[Dataset entries]:
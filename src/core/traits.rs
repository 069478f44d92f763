//! Core traits shared by the minimizer, the models and the driver

use crate::core::{Prediction, Result, Sample};
use ndarray::{Array1, ArrayView1, ArrayView2};

/// Differentiable objective handed to a gradient-based minimizer
///
/// Implementors bind their training data at construction so the minimizer
/// only ever sees the parameter vector.
pub trait Objective {
    /// Length of the flat parameter vector
    fn dim(&self) -> usize;

    /// Evaluate the loss and its gradient at `params`
    fn evaluate(&self, params: ArrayView1<f64>) -> Result<(f64, Array1<f64>)>;
}

/// Multi-class classifier over dense sample matrices
pub trait Classifier {
    /// Predict one class label per row of `data`
    fn predict(&self, data: ArrayView2<f64>) -> Result<Array1<usize>>;
}

/// Trained binary SVM
pub trait SVMModel {
    /// Predict a single sample
    fn predict(&self, sample: &Sample) -> Prediction;

    /// Get the number of support vectors
    fn n_support_vectors(&self) -> usize;

    /// Get the bias term
    fn bias(&self) -> f64;
}
//! Binary SVM training
//!
//! Ties a kernel to the SMO solver and turns the solver's multipliers into a
//! model that only keeps its support vectors.

use crate::core::{OptimizationResult, Prediction, Result, SVMModel, Sample, SolverConfig, SparseVector};
use crate::kernel::Kernel;
use crate::solver::SMOSolver;
use std::sync::Arc;

/// Trainer for binary (±1) SVMs
pub struct SVMOptimizer<K: Kernel> {
    kernel: Arc<K>,
    config: SolverConfig,
}

impl<K: Kernel> SVMOptimizer<K> {
    pub fn new(kernel: Arc<K>, config: SolverConfig) -> Self {
        Self { kernel, config }
    }

    pub fn with_kernel(kernel: K) -> Self {
        Self::new(Arc::new(kernel), SolverConfig::default())
    }

    /// Train on samples labeled +1 / -1
    pub fn train_samples(&self, samples: &[Sample]) -> Result<TrainedSVM<K>> {
        let solver = SMOSolver::new(Arc::clone(&self.kernel), self.config.clone());
        let result = solver.solve(samples)?;
        Ok(TrainedSVM::new(Arc::clone(&self.kernel), samples, result))
    }

    pub fn config(&self) -> &SolverConfig {
        &self.config
    }

    pub fn kernel(&self) -> &K {
        &self.kernel
    }
}

/// A trained binary SVM
pub struct TrainedSVM<K: Kernel> {
    kernel: Arc<K>,
    support_vectors: Vec<SparseVector>,
    support_norms: Vec<f64>,
    /// α_i y_i per support vector
    coefficients: Vec<f64>,
    bias: f64,
    support_indices: Vec<usize>,
}

impl<K: Kernel> TrainedSVM<K> {
    pub(crate) fn new(kernel: Arc<K>, samples: &[Sample], result: OptimizationResult) -> Self {
        let support_vectors: Vec<SparseVector> = result
            .support_vectors
            .iter()
            .map(|&i| samples[i].features.clone())
            .collect();
        let support_norms = support_vectors.iter().map(|sv| sv.norm_squared()).collect();
        let coefficients = result
            .support_vectors
            .iter()
            .map(|&i| result.alpha[i] * samples[i].label)
            .collect();

        Self {
            kernel,
            support_vectors,
            support_norms,
            coefficients,
            bias: result.b,
            support_indices: result.support_vectors,
        }
    }

    /// Signed distance-like score of `x`; positive means the +1 class
    pub fn decision_function(&self, x: &SparseVector) -> f64 {
        let x_norm = x.norm_squared();
        self.support_vectors
            .iter()
            .zip(self.support_norms.iter())
            .zip(self.coefficients.iter())
            .map(|((sv, &sv_norm), &coef)| {
                coef * self.kernel.compute_with_norms(sv, x, sv_norm, x_norm)
            })
            .sum::<f64>()
            + self.bias
    }

    pub fn support_vectors(&self) -> &[SparseVector] {
        &self.support_vectors
    }

    /// α_i y_i for each support vector
    pub fn coefficients(&self) -> &[f64] {
        &self.coefficients
    }

    /// Indices of the support vectors in the training slice
    pub fn support_vector_indices(&self) -> &[usize] {
        &self.support_indices
    }
}

impl<K: Kernel> SVMModel for TrainedSVM<K> {
    fn predict(&self, sample: &Sample) -> Prediction {
        let decision_value = self.decision_function(&sample.features);
        let label = if decision_value >= 0.0 { 1.0 } else { -1.0 };
        Prediction::new(label, decision_value)
    }

    fn n_support_vectors(&self) -> usize {
        self.support_vectors.len()
    }

    fn bias(&self) -> f64 {
        self.bias
    }
}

[Directions for this task]: Look through the entries above and report the number of lines that contain "SolverConfig". Write only the number.

[Your solution]: 5